# Please help - settings for Canon D600 - newborn photos



## jules10

Hi

Please can someone kindly help me?

Im still new to newborn photography, and so love capturing special moments. I have got a Canon 600D, and still need to learn so much more..

I took photos of a newborn baby, but the house was very very dark, and plus there was a thunder storm.. I dont have a studio yet.. I was so dissapointed, the photos came out noisy/blurry..
My setting was on flash off, because its a baby.. and the rest of the settings was on automatic..
I know I still have so much to learn with the settings..

I have asked her to come to my house, as my spare bedroom has got lovely natural light.. and its light.. ive been playing around with the settings, but each time the flash pops up, please can someone help advise me what settings I must try?

I really want to get it right. I would love to get a 50mm lens to.

Thanking you in advance!


----------



## BlackSheep

You're going to want to read the manual for your camera, to find out how to turn off the flash (aka change the flash setting from "auto" to "off").

As for the exposure settings, without being right there with you we can't tell you what settings to use. Check your manual for information about setting the exposure, that should help.

Good luck!


----------



## gsgary

Use the light meter in the camera and that will tell you when your settings will give a correct exposure


----------



## truephotoga

Jules, I think if you switch to aperture priority mode (Av), use the widest aperture (lowest number), and bump up your iso to 800 that you may get better results.


----------



## ChefCanon

Switching to manual should keep the flash from popping up. As stated check your light meter to get a good exposure reading. What lens are you using ?


----------



## jules10

Thanks so much everyone!!
I have a 18-135mm lens, but getting 50mm soon..

Ive been playing around with the settings today.. 

If the photos comes out to dark, I can edit that.. What worries me the most is the noise/blurry, but more noisy.. 

I know how to disable the flash now, when I put it on creative auto, shange to soft light, cloudy, blur background, but the iso then still is on auto.., no flash, that comes out quite nice..

I know I need to learn my camera more. Where do I check the light meter?


----------



## CanonEOS

jules10 said:


> Thanks so much everyone!!
> I have a 18-135mm lens, but getting 50mm soon..
> 
> Ive been playing around with the settings today..
> 
> If the photos comes out to dark, I can edit that.. What worries me the most is the noise/blurry, but more noisy..
> 
> I know how to disable the flash now, when I put it on creative auto, shange to soft light, cloudy, blur background, but the iso then still is on auto.., no flash, that comes out quite nice..
> 
> I know I need to learn my camera more. Where do I check the light meter?

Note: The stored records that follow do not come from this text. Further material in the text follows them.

//! Episodic memory
//!
//! An insertion log of past task experiences, vector-indexed by an embedding
//! of the task query. The full record travels as the vector payload, so
//! retrieval never needs a second hop.
//!
//! Access-stat updates go through a per-id lock table and replace the stored
//! record wholesale; callers always receive immutable snapshots taken after
//! the update.

use std::sync::Arc;

use dashmap::DashMap;
use tokio::sync::Mutex;
use tracing::debug;

use crate::embedder::Embedder;
use crate::error::{FieldError, MemoryError, Result};
use crate::metrics::RetrievalMetrics;
use crate::provenance::ProvenanceStore;
use crate::retry::{with_backoff, RetryPolicy};
use crate::store::{VectorRecord, VectorStore, EPISODIC_COLLECTION};
use crate::types::{
    fresh_id, metadata_matches, now_ts, EpisodicDraft, EpisodicRecord, ForgetPredicate,
    MemoryType, Provenance, QueryInput,
};

/// Extra records fetched beyond `limit` so score/created_at tie-breaks at the
/// cutoff are resolved against the real contenders
const TIE_HEADROOM: usize = 16;

pub struct EpisodicMemory {
    vectors: Arc<dyn VectorStore>,
    embedder: Arc<dyn Embedder>,
    provenance: Arc<ProvenanceStore>,
    metrics: Arc<RetrievalMetrics>,
    retry: RetryPolicy,
    id_locks: DashMap<String, Arc<Mutex<()>>>,
}

impl EpisodicMemory {
    pub fn new(
        vectors: Arc<dyn VectorStore>,
        embedder: Arc<dyn Embedder>,
        provenance: Arc<ProvenanceStore>,
        metrics: Arc<RetrievalMetrics>,
        retry: RetryPolicy,
    ) -> Self {
        Self {
            vectors,
            embedder,
            provenance,
            metrics,
            retry,
            id_locks: DashMap::new(),
        }
    }

    /// Persist one experience; returns its fresh id
    pub async fn consolidate(&self, draft: EpisodicDraft, provenance: Provenance) -> Result<String> {
        draft.validate()?;

        let embedding = self.embedder.embed(&draft.task_query).await?;
        let id = fresh_id();
        let now = now_ts();

        let record = EpisodicRecord {
            id: id.clone(),
            task_query: draft.task_query,
            outcome: draft.outcome,
            plan: draft.plan,
            score: draft.score,
            embedding: embedding.clone(),
            created_at: draft.created_at.unwrap_or(now),
            last_accessed_at: draft.last_accessed_at.unwrap_or(now),
            access_count: 0,
            provenance: provenance.clone(),
        };

        let stored = VectorRecord {
            id: id.clone(),
            vector: embedding,
            payload: serde_json::to_value(&record)?,
        };
        with_backoff(self.retry, "episodic.upsert", || {
            let stored = stored.clone();
            async move { self.vectors.upsert(EPISODIC_COLLECTION, stored).await }
        })
        .await?;

        self.provenance
            .record(MemoryType::Episodic, &id, &provenance)
            .await?;
        debug!(id, "episodic record consolidated");
        Ok(id)
    }

    /// Retrieve up to `limit` records for the query, updating access stats on
    /// every record returned
    pub async fn retrieve(&self, query: &QueryInput, limit: usize) -> Result<Vec<EpisodicRecord>> {
        let ranked = match query {
            QueryInput::Text { text } => {
                let vector = self.embedder.embed(text).await?;
                self.ranked_by_vector(&vector, limit).await?
            }
            QueryInput::Vector { vector } => {
                if vector.len() != self.embedder.dimensions() {
                    return Err(MemoryError::validation_fields(
                        "invalid query vector",
                        vec![FieldError::new(
                            "query.vector",
                            format!(
                                "dimension {} does not match deployment dimension {}",
                                vector.len(),
                                self.embedder.dimensions()
                            ),
                        )],
                    ));
                }
                self.ranked_by_vector(vector, limit).await?
            }
            QueryInput::Metadata(filter) => {
                let mut records = self.matching_metadata(filter).await?;
                records.sort_by(|a, b| {
                    b.score
                        .total_cmp(&a.score)
                        .then(a.created_at.total_cmp(&b.created_at))
                });
                records.truncate(limit);
                records
            }
        };

        let mut results = Vec::with_capacity(ranked.len());
        for record in ranked {
            if let Some(touched) = self.touch(&record.id).await? {
                results.push(touched);
            }
        }

        self.metrics
            .record_retrieval(MemoryType::Episodic, !results.is_empty());
        Ok(results)
    }

    /// Remove every record matching the predicate; returns how many
    pub async fn forget(&self, predicate: &ForgetPredicate) -> Result<usize> {
        let ids: Vec<String> = match predicate {
            ForgetPredicate::Ids(ids) => ids.clone(),
            ForgetPredicate::OlderThanDays(days) => {
                let cutoff = now_ts() - days * 86_400.0;
                self.scan_records()
                    .await?
                    .into_iter()
                    .filter(|r| r.created_at < cutoff)
                    .map(|r| r.id)
                    .collect()
            }
            ForgetPredicate::Metadata(filter) => {
                let records = with_backoff(self.retry, "episodic.scan", || async move {
                    self.vectors.scan(EPISODIC_COLLECTION).await
                })
                .await?;
                records
                    .into_iter()
                    .filter(|r| metadata_matches(filter, &r.payload))
                    .map(|r| r.id)
                    .collect()
            }
        };

        let removed = with_backoff(self.retry, "episodic.remove", || {
            let ids = ids.clone();
            async move { self.vectors.remove(EPISODIC_COLLECTION, &ids).await }
        })
        .await?;
        for id in &ids {
            self.provenance.forget(MemoryType::Episodic, id).await?;
            self.id_locks.remove(id);
        }
        debug!(removed, "episodic records forgotten");
        Ok(removed)
    }

    /// Every live record; the forgetting engine recomputes candidates from
    /// this on each tick
    pub async fn scan_records(&self) -> Result<Vec<EpisodicRecord>> {
        let records = with_backoff(self.retry, "episodic.scan", || async move {
            self.vectors.scan(EPISODIC_COLLECTION).await
        })
        .await?;
        records
            .into_iter()
            .map(|r| serde_json::from_value(r.payload).map_err(Into::into))
            .collect()
    }

    async fn ranked_by_vector(&self, vector: &[f32], limit: usize) -> Result<Vec<EpisodicRecord>> {
        let hits = with_backoff(self.retry, "episodic.query", || async move {
            self.vectors
                .query(EPISODIC_COLLECTION, vector, limit.saturating_add(TIE_HEADROOM))
                .await
        })
        .await?;

        let mut scored: Vec<(f32, EpisodicRecord)> = hits
            .into_iter()
            .map(|hit| {
                let record: EpisodicRecord = serde_json::from_value(hit.payload)?;
                Ok((hit.score, record))
            })
            .collect::<Result<_>>()?;

        // Cosine desc, then score desc, then created_at asc
        scored.sort_by(|(sim_a, a), (sim_b, b)| {
            sim_b
                .total_cmp(sim_a)
                .then(b.score.total_cmp(&a.score))
                .then(a.created_at.total_cmp(&b.created_at))
        });
        Ok(scored.into_iter().take(limit).map(|(_, r)| r).collect())
    }

    async fn matching_metadata(
        &self,
        filter: &serde_json::Map<String, serde_json::Value>,
    ) -> Result<Vec<EpisodicRecord>> {
        let records = with_backoff(self.retry, "episodic.scan", || async move {
            self.vectors.scan(EPISODIC_COLLECTION).await
        })
        .await?;
        records
            .into_iter()
            .filter(|r| metadata_matches(filter, &r.payload))
            .map(|r| serde_json::from_value(r.payload).map_err(Into::into))
            .collect()
    }

    /// Bump access stats under the record's write lock and return the
    /// post-update snapshot. `None` when the record vanished concurrently.
    async fn touch(&self, id: &str) -> Result<Option<EpisodicRecord>> {
        let lock = self
            .id_locks
            .entry(id.to_string())
            .or_insert_with(|| Arc::new(Mutex::new(())))
            .clone();
        let _guard = lock.lock().await;

        let Some(stored) = self.vectors.fetch(EPISODIC_COLLECTION, id).await? else {
            return Ok(None);
        };
        let mut record: EpisodicRecord = serde_json::from_value(stored.payload)?;
        record.last_accessed_at = now_ts();
        record.access_count += 1;

        let updated = VectorRecord {
            id: record.id.clone(),
            vector: stored.vector,
            payload: serde_json::to_value(&record)?,
        };
        self.vectors.upsert(EPISODIC_COLLECTION, updated).await?;
        Ok(Some(record))
    }
}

Are you sure your camera is a D600 and not a 600D!,  And if the photos comes out to dark then you need to check your exposure, have read the "Digital SLR Cameras for Dummies" that might help you understand about your dslr and how it works


----------



## jules10

Yes, sorry it is a 600D 

Thanks very much, Ill look for that.


----------



## gsgary

Have you read the manual ?, because it sounds like you have not even looked at it


----------



## jules10

gsgary said:


> Have you read the manual ?, because it sounds like you have not even looked at it



I have, but I like to speak to other people who has experience as well and who dont mind to help give advice
.


----------



## boofoo502

For kids and animals I personally like shutter priority. Aka TV, and I shoot in burst. So many little facial changes etc can be caught that way. As for the noise issue sounds like real high ISO try lowering it.
While I agree on the use of natural light sometimes you just have to use a flash. If all you have is the pop up Try a diffuser. I've even used a business card in front of my popup to bounce it off the ceiling.


----------



## Retocuher

It is always much better to turn-off Auto focus and for the exposure it really depends on the light in that particular room/location. Over-exposure will kill the image.


----------



## judochop_syd

Hi Jules, you'll find the higher the ISO the more grainier the photo. So when you are setting up your camera for the scene you want to ensure that you use the lowest ISO possible. Once this is determined, try using your camera in manual mode and use the meter on your camera to give you the settings. For greater depth of field you want to have the largest aperture possible for your lens (eg f1.8 - lower the number the greater the aperture  = more depth of field), then meter the shutter speed on your camera. take a couple test shots and adjust the speed accordingly. If the speed required is more then 1/60 you'll need a tripod to help stop blur and pray the baby doesnt move. If this method doesnt work, then you simply do not have enough light or your camera isnt coping with the light (hence the addiction of purchasing better quality equipment begins). Theres only so advise i can provide on a forum post but hope this helps.


----------



## amj

(eg f1.8 - lower the number the greater the aperture  = more depth of field),

I guess, DOF goes the Other way ! Thumb rule is "lower the aperture no, eg f/1.8, lower is the DOF" ie the subject is highlighted & the background is blurred. 
For new born, try with bright colors & bright light( bounced off - to avoid shadows on the face).
Good Luck!


----------